Donnachie and Simionato have released a series of books that we know and love with a slight twist. Each has been reconstructed into illustrated Haikus by the AI reading machine and carries a witty cautionary label: ‘Warning! This book was not designed by humans.’
They’ve already done this with over a dozen books including Margaret Atwood’s The Handmaid’s Tale, Truman Capote’s Breakfast at Tiffany’s and even E.L. James’ 50 Shades of Grey. I don’t think you need me to describe what the corresponding images for the Haikus of 50 Shades of Grey were like…I’ll just let your imagination run wild.
The best part is that you never know how a page will turn out. At times it’s deeply poetic and soul-opening and the next it’s non-sensical and comedic gold.
“We run several versions of each book and they always produce different results (…) each formulation unlocks new puzzles and combinations that have always been there but which we could never see,”
says Andy Simionato.
For example:
Or this one:
So profoundly poetic isn’t it?…wait is it? I can’t tell.
But beyond the laughs lies a more serious side to the purpose of this AI reading machine. Donnachie explains that they want people “talking about poetry in the age of AI. This, really, is our attempt to grapple with the future of the book, an object we’ve had around us for so long and that’s so central to many cultures, that’s changing so fast.”

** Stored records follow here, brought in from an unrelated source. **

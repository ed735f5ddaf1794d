//! Foreign-key column → referenced table
//!
//! Common ERP keys resolve through a static table; anything else falls
//! back to stripping `_id` and re-pluralizing the stem
//! (`parent_category_id` → `parent_categories`).

use blueprint_core::naming;
use blueprint_ir::{Blueprint, Entity, Field};
use regex::Regex;
use std::sync::LazyLock;

/// Well-known foreign keys of the host application
pub const STATIC_TABLES: &[(&str, &str)] = &[
    ("user_id", "users"),
    ("product_id", "products"),
    ("warehouse_id", "warehouses"),
    ("location_id", "locations"),
    ("customer_id", "customers"),
    ("supplier_id", "suppliers"),
    ("category_id", "categories"),
    ("order_id", "orders"),
    ("sales_order_id", "sales_orders"),
    ("product_batch_id", "product_batches"),
    ("batch_id", "product_batches"),
    ("unit_id", "units"),
    ("currency_id", "currencies"),
];

static FK_PATTERN: LazyLock<Regex> =
    LazyLock::new(|| Regex::new(r"^([a-z][a-z0-9_]*?)_id$").expect("valid foreign key pattern"));

/// Static table lookup only
pub fn static_table(column: &str) -> Option<&'static str> {
    STATIC_TABLES
        .iter()
        .find(|(key, _)| *key == column)
        .map(|(_, table)| *table)
}

/// Table referenced by a `*_id` column; `None` for other columns
pub fn resolve_table(column: &str) -> Option<String> {
    if let Some(table) = static_table(column) {
        return Some(table.to_string());
    }
    let captures = FK_PATTERN.captures(column)?;
    let stem = captures.get(1)?.as_str();
    let studly = naming::pascal(&naming::singularize(stem));
    Some(naming::table_name(&studly))
}

/// Table a foreign-key field of `entity` points at
///
/// A relationship foreign key always references the owning entity's table;
/// other `*_id` fields go through [`resolve_table`].
pub fn referenced_table(blueprint: &Blueprint, entity: &Entity, field: &Field) -> Option<String> {
    let by_relationship = blueprint.relationships.iter().find(|r| {
        r.foreign_key_holder() == Some(entity.name.as_str())
            && r.foreign_key().as_deref() == Some(field.name.as_str())
    });
    if let Some(rel) = by_relationship {
        if let Some(owner) = blueprint.entity(&rel.entity_a) {
            return Some(owner.table_name.clone());
        }
    }
    resolve_table(&field.name)
}

/// Entity of the blueprint a foreign-key field points at; `None` when the
/// table is external to the module
pub fn referenced_entity<'a>(
    blueprint: &'a Blueprint,
    entity: &Entity,
    field: &Field,
) -> Option<&'a Entity> {
    let table = referenced_table(blueprint, entity, field)?;
    blueprint.entity_by_table(&table)
}

#[cfg(test)]
mod tests {
    use super::*;
    use blueprint_ir::{FieldType, Relationship};
    use pretty_assertions::assert_eq;

    #[test]
    fn test_static_keys() {
        assert_eq!(resolve_table("user_id").as_deref(), Some("users"));
        assert_eq!(resolve_table("batch_id").as_deref(), Some("product_batches"));
        assert_eq!(resolve_table("currency_id").as_deref(), Some("currencies"));
    }

    #[test]
    fn test_regex_fallback() {
        assert_eq!(resolve_table("parent_category_id").as_deref(), Some("parent_categories"));
        assert_eq!(resolve_table("stock_movement_id").as_deref(), Some("stock_movements"));
        assert_eq!(resolve_table("address_id").as_deref(), Some("addresses"));
        assert_eq!(resolve_table("bus_id").as_deref(), Some("buses"));
        assert_eq!(resolve_table("school_buses_id").as_deref(), Some("school_buses"));
    }

    #[test]
    fn test_non_foreign_keys() {
        assert_eq!(resolve_table("name"), None);
        assert_eq!(resolve_table("_id"), None);
        assert_eq!(resolve_table("Warehouse_id"), None);
    }

    #[test]
    fn test_relationship_key_wins() {
        let blueprint = Blueprint::new("Inventory")
            .with_entity(Entity::new("Depot").with_table_name("storage_depots"))
            .with_entity(
                Entity::new("Bin").with_field(Field::new("depot_id", FieldType::Integer)),
            )
            .with_relationship(Relationship::one_to_many("Depot", "Bin"));
        let bin = &blueprint.entities[1];
        let field = &bin.fields[0];

        assert_eq!(
            referenced_table(&blueprint, bin, field).as_deref(),
            Some("storage_depots")
        );
        assert_eq!(
            referenced_entity(&blueprint, bin, field).map(|e| e.name.as_str()),
            Some("Depot")
        );
    }

    #[test]
    fn test_external_table() {
        let blueprint = Blueprint::new("Sales").with_entity(
            Entity::new("Order").with_field(Field::new("user_id", FieldType::Integer)),
        );
        let order = &blueprint.entities[0];
        assert_eq!(
            referenced_table(&blueprint, order, &order.fields[0]).as_deref(),
            Some("users")
        );
        assert!(referenced_entity(&blueprint, order, &order.fields[0]).is_none());
    }
}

With the world being so saturated with short, sometimes meaningless pieces of text from social media, memes, emojis, Simionato and Donnachoe place importance on the themes of chance and imperfection. Like the reading machine, whose results are based exactly on those two things, chance and imperfection “have always been what makes us human and what often delights us in art,” says Simionato.
“We embrace uncertainty and this demonstrates one way that we can make our technology do that too. It’s a choice,”
says Simionato
The Library of Non-Human Books reading machine previously went on display at the Melbourne Art Book Fair at the National Gallery of Victoria.